Parece ser que existe un gran descontento con las fechas de exámenes en la Universidad gallega, a juzgar por la reacción tan favorable de los lectores al artículo de Roberto L. Blanco Valdés publicado en este periódico hace unos días (El despropósito de los exámenes de enero). Creo que se toman las fechas de exámenes como chivo expiatorio de un malestar general con la situación de la Universidad. Me encontré hace un par de días con un exdecano de mi facultad y me dijo: «¡En qué buena hora te jubilaste!». Un comentario que escuché repetidamente en los últimos meses y que denota una atmósfera de desencanto.
La adecuación de las fechas de los exámenes hay que enjuiciarla en relación con otras muchas variables.
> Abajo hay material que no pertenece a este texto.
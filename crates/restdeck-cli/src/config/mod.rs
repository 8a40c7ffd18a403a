//! Configuration management for the restdeck CLI.
//!
//! Settings live in a TOML file under the user's `.restdeck` folder; a
//! missing or unreadable file falls back to defaults so the app always
//! starts.

use std::fs;
use std::path::{Path, PathBuf};

use serde::{Deserialize, Serialize};

use restdeck_api::DEFAULT_BASE_URL;

use crate::ui::theme::Theme;

/// Name of the dot-folder holding config and logs.
const DECK_FOLDER: &str = ".restdeck";

/// Main configuration for restdeck.
#[derive(Debug, Clone, Serialize, Deserialize)]
#[serde(default)]
pub struct Config {
    /// Base URL of the remote collection API.
    pub base_url: String,
    /// Color theme for the TUI.
    pub theme: Theme,
}

impl Default for Config {
    fn default() -> Self {
        Self {
            base_url: DEFAULT_BASE_URL.to_owned(),
            theme: Theme::default(),
        }
    }
}

impl Config {
    /// Loads configuration from the given path, or from
    /// `~/.restdeck/config.toml` when none is given. Any missing or invalid
    /// file yields the defaults.
    #[must_use]
    pub fn load_or_default(path: Option<&Path>) -> Self {
        let Some(path) = path.map(Path::to_path_buf).or_else(default_config_path) else {
            return Self::default();
        };
        let Ok(text) = fs::read_to_string(&path) else {
            return Self::default();
        };
        toml::from_str(&text).unwrap_or_else(|err| {
            tracing::warn!("ignoring invalid config at {}: {err}", path.display());
            Self::default()
        })
    }
}

/// The user's restdeck dot-folder, if a home directory resolves.
#[must_use]
pub fn deck_folder() -> Option<PathBuf> {
    dirs::home_dir().map(|home| home.join(DECK_FOLDER))
}

/// Default config file path under the deck folder.
fn default_config_path() -> Option<PathBuf> {
    deck_folder().map(|folder| folder.join("config.toml"))
}

#[cfg(test)]
mod tests {
    use super::*;
    use std::fs;
    use tempfile::TempDir;

    #[test]
    fn test_config_default() {
        let config = Config::default();
        assert_eq!(config.base_url, DEFAULT_BASE_URL);
    }

    #[test]
    fn test_load_missing_file_falls_back() {
        let temp = TempDir::new().expect("Failed to create temp dir");
        let path = temp.path().join("nope.toml");

        let config = Config::load_or_default(Some(&path));
        assert_eq!(config.base_url, DEFAULT_BASE_URL);
    }

    #[test]
    fn test_load_reads_overrides() {
        let temp = TempDir::new().expect("Failed to create temp dir");
        let path = temp.path().join("config.toml");
        fs::write(&path, "base_url = \"http://localhost:3000\"\n").expect("Failed to write config");

        let config = Config::load_or_default(Some(&path));
        assert_eq!(config.base_url, "http://localhost:3000");
        assert_eq!(config.theme, Theme::default(), "unset fields keep defaults");
    }

    #[test]
    fn test_load_invalid_toml_falls_back() {
        let temp = TempDir::new().expect("Failed to create temp dir");
        let path = temp.path().join("config.toml");
        fs::write(&path, "base_url = [not toml").expect("Failed to write config");

        let config = Config::load_or_default(Some(&path));
        assert_eq!(config.base_url, DEFAULT_BASE_URL);
    }

    #[test]
    fn test_config_serialization() {
        let config = Config::default();
        let toml_str = toml::to_string_pretty(&config).expect("Failed to serialize");
        assert!(toml_str.contains("base_url"));
        assert!(toml_str.contains("theme"));
    }
}
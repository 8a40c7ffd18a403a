//! Remote collection client implementations for restdeck.
//!
//! [`HttpCollectionClient`] talks to a JSONPlaceholder-style REST API over
//! reqwest; [`MockCollectionClient`] is an in-memory stand-in used by tests
//! across the workspace.
#![cfg_attr(
    test,
    allow(
        clippy::expect_used,
        clippy::unwrap_used,
        clippy::panic,
        reason = "Allow for tests"
    )
)]

/// HTTP client for the remote collection API.
pub mod http;
/// In-memory mock client for tests.
pub mod mock;

pub use http::{DEFAULT_BASE_URL, HttpCollectionClient};
pub use mock::MockCollectionClient;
Está relacionada con el número de materias que hay que cursar (¿excesivas?) y la naturaleza de estas (por ejemplo, con el hecho de si se han establecido para satisfacer a los departamentos y profesores universitarios o a otras necesidades más justificables); con la motivación y condiciones de estudio de los estudiantes; con las expectativas laborales de estos; con sus hábitos de trabajo escolar; con los contenidos de los exámenes; con la preparación y carrera profesional de los docentes; con los continuos rumores de reformulación del mapa de unas titulaciones que se acaban de implantar, etcétera.
No se puede dar la impresión, creo, de que los estudiantes necesitan descansar más que otros trabajadores. ¡El trabajo escolar de los universitarios es, comparativamente, un trabajo privilegiado! Tenemos evidencia de que trabajan menos horas de las que ellos dicen trabajar, según pudimos comprobar en los cursos que llevamos a cabo de cómo estudiar en la Universidad. Tampoco se puede dar la impresión de añorar los atracones de estudio en los días previos a los exámenes, porque un estudio distribuido en el tiempo es mucho más eficaz que uno en masa. No se trata de vomitar unos contenidos en los exámenes, sino de demostrar que se han digerido, asimilado, procesado profundamente, de modo que den lugar a competencias (a unos aprendizajes integrados y aplicables en el mundo de hoy), lo cual requiere un tiempo. Congruentemente, como señala Blanco Valdés, la segunda convocatoria/oportunidad de recuperar en junio-julio -en menos de un mes, desde el anterior examen- todo lo que se tenía que haber realizado distribuidamente a lo largo del curso no se sostiene desde una perspectiva pedagógica. En los exámenes hay que incidir en los aprendizajes que requieren reflexión por parte del estudiante, y no en datos puntuales que desaparecen pronto de la propia memoria y se pueden recuperar con facilidad de memorias externas. Por cierto, no estaría de más publicar los exámenes de todas las materias, como se viene haciendo en la selectividad, y se hace en otras universidades: probablemente ganarían en calidad.
¿Bolonia? Se limitó a introducir una arquitectura de títulos y créditos europeos, programas de las materias en formatos normalizados, infinidad de documentos?, una fachada Potemkin. No su espíritu. Un indicador de la ausencia de este: ¿existen en las bibliotecas universitarias 20 o 30 copias de cada una de las fuentes básicas que se señalan en los programas de las materias? Al final de los 70, sí se tenían y utilizaban en la Universidad de Londres. ¿Hacen uso los estudiantes de estas fuentes, para poder debatir informadamente después en clase, o siguen estudiando casi exclusivamente por apuntes, como comprobamos que lo hacían en la investigación Peculiaridades del estudio en las titulaciones de la USC, realizada por encargo del Consello Social de dicha Universidad?
Mi experiencia es que muchos -¡no todos!- ni siquiera estudian el libro de texto que el profesor ha escrito para la materia, a no ser que de forma subrepticia e impúdica se les obligue.